В эту эпоху законы красоты диктовались, как мы знаем, классом, который, имея в своих руках возможность всецело жить за счет других, не знал ничего более презренного, чем труд. В глазах представителя господствующего класса эпохи старого режима труд, и в особенности труд физический, – позор. В глазах паразита труд настолько унижает человека, что последний перестает быть человеком. В глазах паразита истинное благородство и истинный аристократизм заключаются прежде всего в безделье, и безделье становится постепенно первой и главной обязанностью этих классов и групп населения. Уже одно это указание бросает свет на противоположность между идеологиями физиологической красоты, царившими в эпоху Ренессанса и в век абсолютизма.
Так как всякая идеология, следовательно, и понятие о красоте, есть не что иное, как кристаллизация общественного бытия политически господствующих классов, то в эпоху Ренессанса прекрасным должно было считаться все здоровое и мощное, ибо в них сущность активного и продуктивного человека. Напротив, в век абсолютизма идеализации подлежали как раз противоположные качества тела: красиво в отдельности и в совокупности лишь то, что оказывается неспособным к труду. Таков был основной базис красоты в эпоху абсолютизма. Красива узкая кисть, непригодная к работе, неспособная к сильным движениям, зато умеющая тем более нежно и деликатно ласкать. Красива маленькая ножка, движения которой похожи на танец, едва способная ходить и совершенно неспособная ступать решительно и твердо. Так как, по понятиям паразитического класса, деторождение также есть труд, то тело женщины не должно быть приспособлено и к этой задаче.
Так как всякая борьба, предполагающая наличность силы, исключена из жизни господствующего класса, определяющего законы красоты, то прекрасным считается в эту эпоху такое тело, которое не пышет силой. Оно не тренировано, а холено, нежно и хрупко, или, как тогда предпочитали выражаться: грациозно. И то же применимо ко всем жестам, движениям. Во всем преобладает игра, которой, однако, стараются придать благородство.

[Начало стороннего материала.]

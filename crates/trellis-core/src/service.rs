//! The seam between the routing core and a transport.

use crate::error::HandleError;
use crate::transport::{InboundRequest, OutboundResponse};
use std::sync::Arc;

/// Something that turns an inbound request into an outbound response.
///
/// Implementations must be safe to call from many transport tasks at once;
/// all per-request state lives inside the call.
pub trait Service: Send + Sync + 'static {
    /// Handles one request end to end.
    fn call(&self, request: InboundRequest) -> Result<OutboundResponse, HandleError>;
}

impl<S: Service + ?Sized> Service for Arc<S> {
    fn call(&self, request: InboundRequest) -> Result<OutboundResponse, HandleError> {
        (**self).call(request)
    }
}

impl<S: Service + ?Sized> Service for Box<S> {
    fn call(&self, request: InboundRequest) -> Result<OutboundResponse, HandleError> {
        (**self).call(request)
    }
}
//! Loading configuration from files on disk.

use std::io::Write;

use tempfile::NamedTempFile;
use trellis_config::{ConfigError, ConfigLoader, LogFormat};

fn file_with(suffix: &str, content: &str) -> NamedTempFile {
    let mut file = tempfile::Builder::new().suffix(suffix).tempfile().unwrap();
    file.write_all(content.as_bytes()).unwrap();
    file
}

#[test]
fn test_toml_file() {
    let file = file_with(
        ".toml",
        r#"
        [server]
        http_addr = "127.0.0.1:7000"
        body_timeout_ms = 2500

        [logging]
        level = "warn"
        format = "pretty"

        [metrics]
        enabled = true
        addr = "127.0.0.1:9100"
        "#,
    );

    let config = ConfigLoader::new()
        .with_file(file.path())
        .unwrap()
        .load_with_env(Vec::new())
        .unwrap();

    assert_eq!(config.server.http_addr, "127.0.0.1:7000");
    assert_eq!(config.server.body_timeout_ms, 2500);
    assert_eq!(config.logging.format, LogFormat::Pretty);
    assert_eq!(config.metrics.addr.as_deref(), Some("127.0.0.1:9100"));
    assert_eq!(
        config.server_config().body_timeout(),
        std::time::Duration::from_millis(2500)
    );
}

#[test]
fn test_json_file_with_env_on_top() {
    let file = file_with(".json", r#"{"server": {"http_addr": "127.0.0.1:7001"}}"#);

    let config = ConfigLoader::new()
        .with_file(file.path())
        .unwrap()
        .with_env_prefix("SVC")
        .load_with_env(vec![(
            "SVC__SERVER__HTTP_ADDR".to_string(),
            "127.0.0.1:7002".to_string(),
        )])
        .unwrap();

    assert_eq!(config.server.http_addr, "127.0.0.1:7002");
}

#[test]
fn test_unknown_field_in_file() {
    let file = file_with(".toml", "[server]\nport = 80\n");
    let err = ConfigLoader::new().with_file(file.path()).unwrap_err();
    assert!(matches!(err, ConfigError::TomlError(_)));
}

#[test]
fn test_unsupported_extension() {
    let file = file_with(".yaml", "server: {}\n");
    let err = ConfigLoader::new().with_file(file.path()).unwrap_err();
    assert!(err.to_string().contains("unsupported configuration file format"));
}
//! Test request building.

use crate::error::TestError;
use bytes::Bytes;
use http::{header, HeaderMap, HeaderName, HeaderValue};
use serde::Serialize;
use trellis_core::{HttpMethod, InboundRequest};

/// Builder for an [`InboundRequest`].
///
/// Builder methods never panic. The first invalid header or body encoding
/// failure is kept and reported by [`build`](Self::build).
#[must_use]
#[derive(Debug)]
pub struct TestRequestBuilder {
    method: HttpMethod,
    target: String,
    headers: HeaderMap,
    body: Option<Bytes>,
    error: Option<TestError>,
}

impl TestRequestBuilder {
    /// Creates a builder for `method` on `target`.
    ///
    /// `target` is passed through as the raw request target, so it may carry
    /// a query string and percent-escapes.
    pub fn new(method: HttpMethod, target: impl Into<String>) -> Self {
        Self {
            method,
            target: target.into(),
            headers: HeaderMap::new(),
            body: None,
            error: None,
        }
    }

    /// Sets a header, replacing any previous value.
    pub fn header(mut self, name: impl AsRef<str>, value: impl AsRef<str>) -> Self {
        let name = name.as_ref();
        let parsed = HeaderName::try_from(name).map_err(|e| format!("{name}: {e}"));
        let value = parsed.and_then(|header_name| {
            HeaderValue::try_from(value.as_ref())
                .map(|v| (header_name, v))
                .map_err(|e| format!("{name}: {e}"))
        });
        match value {
            Ok((name, value)) => {
                self.headers.insert(name, value);
            }
            Err(reason) => self.fail(TestError::InvalidHeader(reason)),
        }
        self
    }

    /// Sets the `content-type` header.
    pub fn content_type(self, content_type: impl AsRef<str>) -> Self {
        self.header(header::CONTENT_TYPE.as_str(), content_type)
    }

    /// Sets the `authorization` header to a bearer token.
    pub fn bearer_token(self, token: impl AsRef<str>) -> Self {
        self.header(
            header::AUTHORIZATION.as_str(),
            format!("Bearer {}", token.as_ref()),
        )
    }

    /// Sets the raw body.
    pub fn body(mut self, body: impl Into<Bytes>) -> Self {
        self.body = Some(body.into());
        self
    }

    /// Sets a JSON body and `content-type: application/json`.
    pub fn json<T: Serialize + ?Sized>(mut self, value: &T) -> Self {
        match serde_json::to_vec(value) {
            Ok(bytes) => {
                self.body = Some(Bytes::from(bytes));
                self.content_type("application/json")
            }
            Err(e) => {
                self.fail(TestError::Json(e));
                self
            }
        }
    }

    /// Sets a form body and `content-type: application/x-www-form-urlencoded`.
    pub fn form<T: Serialize + ?Sized>(mut self, value: &T) -> Self {
        match serde_urlencoded::to_string(value) {
            Ok(encoded) => {
                self.body = Some(Bytes::from(encoded));
                self.content_type("application/x-www-form-urlencoded")
            }
            Err(e) => {
                self.fail(TestError::Body(e.to_string()));
                self
            }
        }
    }

    /// Sets a plain-text body and `content-type: text/plain`.
    pub fn text(mut self, text: impl Into<String>) -> Self {
        self.body = Some(Bytes::from(text.into()));
        self.content_type("text/plain")
    }

    /// Builds the inbound record, or returns the first recorded error.
    pub fn build(self) -> Result<InboundRequest, TestError> {
        if let Some(error) = self.error {
            return Err(error);
        }

        let mut request = InboundRequest::new(self.method, self.target).with_headers(self.headers);
        if let Some(body) = self.body.filter(|b| !b.is_empty()) {
            request = request.with_raw_body(body);
        }
        Ok(request)
    }

    fn fail(&mut self, error: TestError) {
        if self.error.is_none() {
            self.error = Some(error);
        }
    }
}

#[cfg(test)]
mod tests {
    use super::*;
    use serde_json::json;

    #[test]
    fn test_plain_request() {
        let request = TestRequestBuilder::new(HttpMethod::Get, "/users?page=2")
            .build()
            .unwrap();
        assert_eq!(request.method, HttpMethod::Get);
        assert_eq!(request.target, "/users?page=2");
        assert!(request.headers.is_empty());
        assert!(request.body.is_none());
    }

    #[test]
    fn test_header_names_are_lowercased() {
        let request = TestRequestBuilder::new(HttpMethod::Get, "/")
            .header("X-Request-Id", "abc")
            .bearer_token("t0k")
            .build()
            .unwrap();
        assert_eq!(request.headers.get("x-request-id").unwrap(), "abc");
        assert_eq!(request.headers.get("authorization").unwrap(), "Bearer t0k");
    }

    #[test]
    fn test_invalid_header_is_reported_at_build() {
        let result = TestRequestBuilder::new(HttpMethod::Get, "/")
            .header("bad header", "x")
            .header("x-ok", "fine")
            .build();
        assert!(matches!(result, Err(TestError::InvalidHeader(_))));
    }

    #[test]
    fn test_json_body() {
        let request = TestRequestBuilder::new(HttpMethod::Post, "/users")
            .json(&json!({"name": "Alice"}))
            .build()
            .unwrap();
        assert_eq!(request.headers.get("content-type").unwrap(), "application/json");
        let body = request.body.unwrap();
        assert_eq!(&body.as_raw().unwrap()[..], b"{\"name\":\"Alice\"}");
    }

    #[test]
    fn test_form_body() {
        let request = TestRequestBuilder::new(HttpMethod::Post, "/login")
            .form(&[("user", "ada"), ("note", "a b")])
            .build()
            .unwrap();
        assert_eq!(
            request.headers.get("content-type").unwrap(),
            "application/x-www-form-urlencoded"
        );
        assert_eq!(&request.body.unwrap().serialize()[..], b"user=ada&note=a+b");
    }

    #[test]
    fn test_empty_body_is_absent() {
        let request = TestRequestBuilder::new(HttpMethod::Post, "/")
            .body(Bytes::new())
            .build()
            .unwrap();
        assert!(request.body.is_none());
    }
}
//! HTTP server.
//!
//! Accepts TCP connections, serves HTTP/1.1 on each with hyper, and feeds
//! every request through a [`Service`]. The service itself is synchronous;
//! this module owns everything that touches the wire.
//!
//! # Architecture
//!
//! - TCP listener bound to the configured address
//! - One spawned task per connection, tracked for graceful shutdown
//! - Optional connection cap: accepting pauses while every slot is taken
//! - Method mapping and body collection (with timeout) before the service runs
//! - [`OutboundResponse`] written back with hyper filling in `content-length`
//!
//! # Example
//!
//! ```rust,ignore
//! use trellis_server::{Server, ServerConfig};
//!
//! #[tokio::main]
//! async fn main() -> Result<(), Box<dyn std::error::Error>> {
//!     let config = ServerConfig::builder().http_addr("0.0.0.0:8080").build();
//!     Server::new(config, my_service).run().await?;
//!     Ok(())
//! }
//! ```

use std::convert::Infallible;
use std::net::SocketAddr;
use std::sync::Arc;
use std::time::Instant;

use bytes::Bytes;
use http::{Request, Response, StatusCode, Uri};
use http_body_util::{BodyExt, Full};
use hyper::body::Incoming;
use hyper::ext::ReasonPhrase;
use hyper::server::conn::http1;
use hyper::service::service_fn;
use hyper_util::rt::{TokioIo, TokioTimer};
use thiserror::Error;
use tokio::net::{TcpListener, TcpStream};
use tokio::sync::Semaphore;

use trellis_core::{Body, HandleError, HttpMethod, InboundRequest, OutboundResponse, Service};
use trellis_telemetry::{record_request, InFlightGuard};

use crate::config::ServerConfig;
use crate::shutdown::{ConnectionTracker, ShutdownSignal};

/// Response body type.
pub type ResponseBody = Full<Bytes>;

/// Response type produced by the server.
pub type HttpResponse = Response<ResponseBody>;

/// Errors that stop the server.
#[derive(Debug, Error)]
pub enum ServerError {
    /// The listen address is invalid or could not be bound.
    #[error("Bind error: {0}")]
    BindError(String),

    /// Listener I/O failed.
    #[error("I/O error: {0}")]
    Io(#[from] std::io::Error),
}

/// HTTP/1.1 server around a [`Service`].
pub struct Server<S> {
    config: ServerConfig,
    service: Arc<S>,
}

impl<S: Service> Server<S> {
    /// Creates a server; nothing is bound until [`run`](Self::run).
    #[must_use]
    pub fn new(config: ServerConfig, service: S) -> Self {
        Self {
            config,
            service: Arc::new(service),
        }
    }

    /// Returns the configuration.
    #[must_use]
    pub fn config(&self) -> &ServerConfig {
        &self.config
    }

    /// Binds the configured address.
    pub async fn bind(&self) -> Result<TcpListener, ServerError> {
        let addr = self.config.socket_addr().map_err(|e| {
            ServerError::BindError(format!("Invalid address '{}': {}", self.config.http_addr(), e))
        })?;

        TcpListener::bind(addr)
            .await
            .map_err(|e| ServerError::BindError(format!("Failed to bind to {addr}: {e}")))
    }

    /// Serves until SIGINT/SIGTERM.
    pub async fn run(self) -> Result<(), ServerError> {
        let shutdown = ShutdownSignal::with_os_signals();
        self.run_with_shutdown(shutdown).await
    }

    /// Serves until `shutdown` fires.
    pub async fn run_with_shutdown(self, shutdown: ShutdownSignal) -> Result<(), ServerError> {
        let listener = self.bind().await?;
        self.serve(listener, shutdown).await
    }

    /// Serves on an already-bound listener until `shutdown` fires, then waits
    /// up to the shutdown timeout for open connections to finish.
    pub async fn serve(
        self,
        listener: TcpListener,
        shutdown: ShutdownSignal,
    ) -> Result<(), ServerError> {
        let local_addr = listener.local_addr()?;
        tracing::info!(addr = %local_addr, "server listening");

        let server = Arc::new(self);
        let tracker = ConnectionTracker::new();
        let slots = server
            .config
            .max_connections()
            .map(|max| Arc::new(Semaphore::new(max.max(1))));

        loop {
            // With a cap configured, hold off accepting until a slot frees up.
            let permit = match &slots {
                Some(slots) => {
                    if slots.available_permits() == 0 {
                        tracing::debug!("connection limit reached, waiting for a slot");
                    }
                    tokio::select! {
                        permit = Arc::clone(slots).acquire_owned() => match permit {
                            Ok(permit) => Some(permit),
                            Err(_) => break,
                        },
                        () = shutdown.recv() => {
                            tracing::info!("shutdown signal received, no longer accepting connections");
                            break;
                        }
                    }
                }
                None => None,
            };

            tokio::select! {
                result = listener.accept() => {
                    match result {
                        Ok((stream, remote_addr)) => {
                            let server = Arc::clone(&server);
                            let token = tracker.acquire();
                            let shutdown = shutdown.clone();

                            tokio::spawn(async move {
                                if let Err(e) = server.handle_connection(stream, remote_addr, shutdown).await {
                                    tracing::debug!(%remote_addr, error = %e, "connection ended with error");
                                }
                                drop(permit);
                                drop(token);
                            });
                        }
                        Err(e) => {
                            tracing::error!(error = %e, "failed to accept connection");
                        }
                    }
                }

                () = shutdown.recv() => {
                    tracing::info!("shutdown signal received, no longer accepting connections");
                    break;
                }
            }
        }

        let shutdown_timeout = server.config.shutdown_timeout();
        tracing::info!(
            timeout = ?shutdown_timeout,
            active = tracker.active_connections(),
            "draining connections"
        );

        tokio::select! {
            _ = tracker.wait_for_shutdown() => {
                tracing::info!("all connections closed");
            }
            _ = tokio::time::sleep(shutdown_timeout) => {
                tracing::warn!(
                    active = tracker.active_connections(),
                    "shutdown timeout reached with connections still open"
                );
            }
        }

        tracing::info!("server stopped");
        Ok(())
    }

    async fn handle_connection(
        self: Arc<Self>,
        stream: TcpStream,
        remote_addr: SocketAddr,
        shutdown: ShutdownSignal,
    ) -> Result<(), hyper::Error> {
        let io = TokioIo::new(stream);
        let server = Arc::clone(&self);

        let service = service_fn(move |req: Request<Incoming>| {
            let server = Arc::clone(&server);
            async move { Ok::<_, Infallible>(server.handle_request(req).await) }
        });

        let mut builder = http1::Builder::new();
        builder.timer(TokioTimer::new()).keep_alive(self.config.keep_alive());
        if let Some(timeout) = self.config.header_read_timeout() {
            builder.header_read_timeout(timeout);
        }

        let conn = builder.serve_connection(io, service);
        tokio::pin!(conn);

        tokio::select! {
            result = conn.as_mut() => result,
            _ = shutdown.recv() => {
                tracing::debug!(%remote_addr, "finishing connection for shutdown");
                conn.as_mut().graceful_shutdown();
                conn.await
            }
        }
    }

    async fn handle_request(&self, req: Request<Incoming>) -> HttpResponse {
        let _in_flight = InFlightGuard::new();
        let start = Instant::now();
        let method_label = req.method().as_str().to_owned();

        let response = self.respond(req).await;

        record_request(&method_label, response.status().as_u16(), start.elapsed());
        response
    }

    async fn respond(&self, req: Request<Incoming>) -> HttpResponse {
        let (parts, body) = req.into_parts();

        let Ok(method) = HttpMethod::try_from(&parts.method) else {
            tracing::warn!(method = %parts.method, uri = %parts.uri, "unsupported method");
            return status_only(StatusCode::NOT_IMPLEMENTED);
        };

        let body = match tokio::time::timeout(self.config.body_timeout(), body.collect()).await {
            Ok(Ok(collected)) => collected.to_bytes(),
            Ok(Err(e)) => {
                tracing::warn!(error = %e, "failed to read request body");
                return status_only(StatusCode::BAD_REQUEST);
            }
            Err(_) => {
                tracing::warn!(uri = %parts.uri, "request body timed out");
                return status_only(StatusCode::REQUEST_TIMEOUT);
            }
        };

        let inbound = inbound_request(method, &parts.uri, parts.headers, body);
        match self.service.call(inbound) {
            Ok(outbound) => into_http(outbound),
            Err(err) => error_response(&err),
        }
    }
}

/// Builds the record handed to the service.
pub(crate) fn inbound_request(
    method: HttpMethod,
    uri: &Uri,
    headers: http::HeaderMap,
    body: Bytes,
) -> InboundRequest {
    let target = uri.path_and_query().map_or("/", |pq| pq.as_str());
    InboundRequest {
        method,
        target: target.to_string(),
        headers,
        body: (!body.is_empty()).then(|| Body::raw(body)),
    }
}

/// Turns the service's output into a hyper response.
pub(crate) fn into_http(outbound: OutboundResponse) -> HttpResponse {
    let OutboundResponse {
        status,
        message,
        headers,
        body,
    } = outbound;

    let Ok(status) = StatusCode::from_u16(status) else {
        tracing::error!(status, "handler produced an invalid status code");
        return status_only(StatusCode::INTERNAL_SERVER_ERROR);
    };

    let mut response = Response::new(Full::new(body));
    *response.status_mut() = status;
    *response.headers_mut() = headers;

    if !message.is_empty() && Some(message.as_str()) != status.canonical_reason() {
        match ReasonPhrase::try_from(message) {
            Ok(reason) => {
                response.extensions_mut().insert(reason);
            }
            Err(_) => tracing::warn!(%status, "ignoring invalid status message"),
        }
    }

    response
}

fn error_response(err: &HandleError) -> HttpResponse {
    let status =
        StatusCode::from_u16(err.status_code()).unwrap_or(StatusCode::INTERNAL_SERVER_ERROR);
    if status.is_server_error() {
        tracing::error!(error = %err, "request could not be handled");
    } else {
        tracing::warn!(error = %err, "rejecting request");
    }
    status_only(status)
}

fn status_only(status: StatusCode) -> HttpResponse {
    let mut response = Response::new(Full::new(Bytes::new()));
    *response.status_mut() = status;
    response
}

#[cfg(test)]
mod tests {
    use super::*;
    use http::HeaderValue;

    #[test]
    fn test_inbound_request_keeps_raw_target() {
        let uri: Uri = "/items/7?x=%20y".parse().unwrap();
        let inbound = inbound_request(HttpMethod::Get, &uri, http::HeaderMap::new(), Bytes::new());

        assert_eq!(inbound.method, HttpMethod::Get);
        assert_eq!(inbound.target, "/items/7?x=%20y");
        assert!(inbound.body.is_none());
    }

    #[test]
    fn test_inbound_request_absolute_form() {
        let uri: Uri = "http://example.com/a/b?c=d".parse().unwrap();
        let inbound = inbound_request(HttpMethod::Post, &uri, http::HeaderMap::new(), Bytes::from("x"));

        assert_eq!(inbound.target, "/a/b?c=d");
        assert_eq!(inbound.body.unwrap().serialize(), Bytes::from("x"));
    }

    #[test]
    fn test_into_http_copies_everything() {
        let mut headers = http::HeaderMap::new();
        headers.insert("x-trace", HeaderValue::from_static("abc"));
        let response = into_http(OutboundResponse {
            status: 201,
            message: "Made It".to_string(),
            headers,
            body: Bytes::from_static(b"done"),
        });

        assert_eq!(response.status(), StatusCode::CREATED);
        assert_eq!(response.headers()["x-trace"], "abc");
        assert_eq!(
            response.extensions().get::<ReasonPhrase>().map(ReasonPhrase::as_bytes),
            Some(&b"Made It"[..])
        );
    }

    #[test]
    fn test_into_http_canonical_message_is_not_overridden() {
        let response = into_http(OutboundResponse {
            status: 404,
            message: "Not Found".to_string(),
            headers: http::HeaderMap::new(),
            body: Bytes::new(),
        });
        assert!(response.extensions().get::<ReasonPhrase>().is_none());
    }

    #[test]
    fn test_into_http_invalid_status_becomes_500() {
        let response = into_http(OutboundResponse {
            status: 42,
            message: String::new(),
            headers: http::HeaderMap::new(),
            body: Bytes::from_static(b"ignored"),
        });
        assert_eq!(response.status(), StatusCode::INTERNAL_SERVER_ERROR);
    }

    #[test]
    fn test_error_response_status() {
        let invalid = HandleError::from(trellis_core::Request::new(HttpMethod::Get, "/%zz").unwrap_err());
        assert_eq!(error_response(&invalid).status(), StatusCode::BAD_REQUEST);

        let unresolved = HandleError::Unresolved {
            method: HttpMethod::Get,
            path: "/stuck".to_string(),
        };
        assert_eq!(error_response(&unresolved).status(), StatusCode::INTERNAL_SERVER_ERROR);
    }
}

Выражаясь сжато, эпоха старого режима считает истинно аристократическим идеалом красоты типические линии человека, предназначенного для безделья. Вершиной человеческого совершенства признан человек в смысле предмета роскоши, идеализированный бездельник, что не значит, конечно, что здесь идет речь о противоположности между человеком духовно и физически активным. Прибавим, что таким всегда был аристократический идеал и всегда он таким оставался в этих классах, а в остальных лишь до той поры, пока последние настолько были порабощены аристократией, что зависели от нее и в духовном отношении.
Этому вовсе не противоречит тот факт, что когда абсолютизм находился в апогее, то красивой считалась величественная мужская и женская фигура. Эта величественность была не более как позой, только актерской демонстрацией силы. Выставляли поэтому напоказ даже не силу, а сверхсилу. Да и царил этот идеал лишь мимолетно. Он знаменует собой тот короткий период, когда абсолютизм, по-видимому, достиг апогея своего никем не оспариваемого могущества, период между 1680 и 1700 годами, эпоху париков allonge и фонтанжа[17].
Мы незаметно переходим ко второй характерной черте идеала красоты, созданного эпохой абсолютизма.
Бездельник XVIII века вместе с тем, как мы уже знаем, также и утонченный жуир. В силу этого и самый идеал красоты развивался в сторону рафинированности. Основное отличие в данном случае от эпохи Ренессанса состояло в том, что, хотя животный элемент остается в любви по-прежнему самым главным, в нем техника преобладает теперь над творчеством. Важнее всего техника любви, пути, ведущие к ее последнему слову. Идеализируется только орудие наслаждения или, вернее, различные его орудия, и в них кульминирует самый идеал красоты. А это равносильно систематическому изгнанию творческого начала из идеальной телесной фигуры человека, в чем и состоит сущность рафинированности в половой области.